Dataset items
━━━━
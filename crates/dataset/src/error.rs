//! Dataset Error Types
//!
//! Structured errors using `exn` for automatic location tracking and error
//! tree construction.
//!
//! Everything here is fatal to the run: the dataset tree is the job's one
//! shared resource, and a half-applied mutation is worse than a skipped
//! day of collection.

use derive_more::{Display, Error};
use std::io::Error as IoError;
use std::path::PathBuf;

/// A dataset error with automatic location tracking.
pub type Error = exn::Exn<ErrorKind>;
/// Result type alias for dataset operations.
pub type Result<T> = std::result::Result<T, Error>;

#[derive(Debug, Display, Error)]
pub enum ErrorKind {
    /// Local filesystem operation on the dataset tree failed.
    #[display("I/O error: {_0}")]
    Io(IoError),
    /// The dataset root is not a usable directory.
    #[display("invalid dataset root: {}", _0.display())]
    InvalidRoot(#[error(not(source))] PathBuf),
    /// A video id that cannot be used as a filename.
    #[display("invalid video id: {_0}")]
    InvalidVideoId(#[error(not(source))] String),
    /// The target archive directory already exists. Batches are immutable;
    /// refusing to rename over one beats corrupting it.
    #[display("archive batch already exists: {_0}")]
    BatchExists(#[error(not(source))] String),
    /// A metadata record or tag could not be (de)serialized.
    #[display("metadata serialization failed")]
    Metadata,
    /// A storage backend operation failed during publish.
    Storage,
}

impl From<IoError> for ErrorKind {
    fn from(err: IoError) -> Self {
        Self::Io(err)
    }
}

impl ErrorKind {
    /// Returns `true` if retrying might succeed.
    pub fn is_retryable(&self) -> bool {
        matches!(self, Self::Io(_) | Self::Storage)
    }
}
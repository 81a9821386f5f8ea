//! ISO-8601 duration parsing for `contentDetails.duration`.
//!
//! YouTube emits durations like `PT3M20S`, `PT1H2M3S` or (for live streams
//! and zero-length placeholders) `P0D`. Only day/hour/minute/second
//! designators are handled; year/month durations are ambiguous and never
//! appear in practice.

const SECONDS_PER_MINUTE: u64 = 60;
const SECONDS_PER_HOUR: u64 = 3_600;
const SECONDS_PER_DAY: u64 = 86_400;

/// Parse an ISO-8601 duration into whole seconds.
///
/// Returns `None` for anything that isn't a duration this API produces.
pub fn parse_seconds(input: &str) -> Option<u64> {
    let rest = input.strip_prefix('P')?;
    let (date_part, time_part) = match rest.split_once('T') {
        Some((date, is)) => (date, is),
        None => (rest, ""),
    };
    if date_part.is_empty() && time_part.is_empty() {
        return None;
    }
    let mut total = parse_part(date_part, &[('D', SECONDS_PER_DAY)])?;
    total += parse_part(
        time_part,
        &[('H', SECONDS_PER_HOUR), ('M', SECONDS_PER_MINUTE), ('S', 1)],
    )?;
    Some(total)
}

/// Parse a designator sequence like `1H2M3S` against an ordered unit table.
fn parse_part(part: &str, units: &[(char, u64)]) -> Option<u64> {
    let mut total: u64 = 0;
    let mut value: Option<u64> = None;
    let mut next_unit = 0;
    for c in part.chars() {
        if let Some(digit) = c.to_digit(10) {
            value = Some(value.unwrap_or(0).checked_mul(10)?.checked_add(u64::from(digit))?);
            continue;
        }
        // Units must appear in order, each at most once, each with a value.
        let position = units[next_unit..].iter().position(|(unit, _)| *unit == c)?;
        let (_, multiplier) = units[next_unit + position];
        next_unit += position + 1;
        total = total.checked_add(value.take()?.checked_mul(multiplier)?)?;
    }
    // Trailing digits without a designator are malformed.
    match value {
        Some(_) => None,
        None => Some(total),
    }
}

#[cfg(test)]
mod tests {
    use super::*;
    use rstest::rstest;

    #[rstest]
    #[case("PT45S", 45)]
    #[case("PT3M20S", 200)]
    #[case("PT1H2M3S", 3723)]
    #[case("PT1H", 3600)]
    #[case("P1D", 86_400)]
    #[case("P1DT2H", 93_600)]
    #[case("P0D", 0)]
    #[case("PT0S", 0)]
    fn test_parse_valid(#[case] input: &str, #[case] expected: u64) {
        assert_eq!(parse_seconds(input), Some(expected));
    }

    #[rstest]
    #[case("")]
    #[case("P")]
    #[case("PT")]
    #[case("3M20S")]
    #[case("PT3X")]
    #[case("PT20")]
    #[case("P1Y")]
    #[case("PT3S2M")] // out of order
    #[case("PT1M1M")] // repeated designator
    fn test_parse_invalid(#[case] input: &str) {
        assert_eq!(parse_seconds(input), None);
    }
}
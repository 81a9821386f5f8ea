//! Run-level error kinds.
//!
//! Each variant names the phase that failed; the interesting detail lives
//! in the child error raised from the owning crate. Every one of these is
//! fatal: the process logs the tree and exits non-zero, and the next
//! scheduled invocation is the retry.

use derive_more::{Display, Error};

/// A run error with automatic location tracking.
pub type Error = exn::Exn<ErrorKind>;
/// Result type alias for the run pipeline.
pub type Result<T> = std::result::Result<T, Error>;

#[derive(Debug, Display, Error)]
pub enum ErrorKind {
    /// Configuration could not be loaded or failed validation.
    #[display("configuration error")]
    Config,
    /// The YouTube API sweep failed before any dataset mutation.
    #[display("candidate collection failed")]
    Collect,
    /// The dataset tree could not be updated or rotated.
    #[display("dataset update failed")]
    Dataset,
    /// Mirroring to the remote bucket failed.
    #[display("publish to remote storage failed")]
    Publish,
}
━━━━
BRIEF
The required output is the stretch of entries above from the line containing "use std::io::Error as IoError;" through the line containing "beats corrupting it.", reproduced exactly.

RESULT
use std::io::Error as IoError;
use std::path::PathBuf;

/// A dataset error with automatic location tracking.
pub type Error = exn::Exn<ErrorKind>;
/// Result type alias for dataset operations.
pub type Result<T> = std::result::Result<T, Error>;

#[derive(Debug, Display, Error)]
pub enum ErrorKind {
    /// Local filesystem operation on the dataset tree failed.
    #[display("I/O error: {_0}")]
    Io(IoError),
    /// The dataset root is not a usable directory.
    #[display("invalid dataset root: {}", _0.display())]
    InvalidRoot(#[error(not(source))] PathBuf),
    /// A video id that cannot be used as a filename.
    #[display("invalid video id: {_0}")]
    InvalidVideoId(#[error(not(source))] String),
    /// The target archive directory already exists. Batches are immutable;
    /// refusing to rename over one beats corrupting it.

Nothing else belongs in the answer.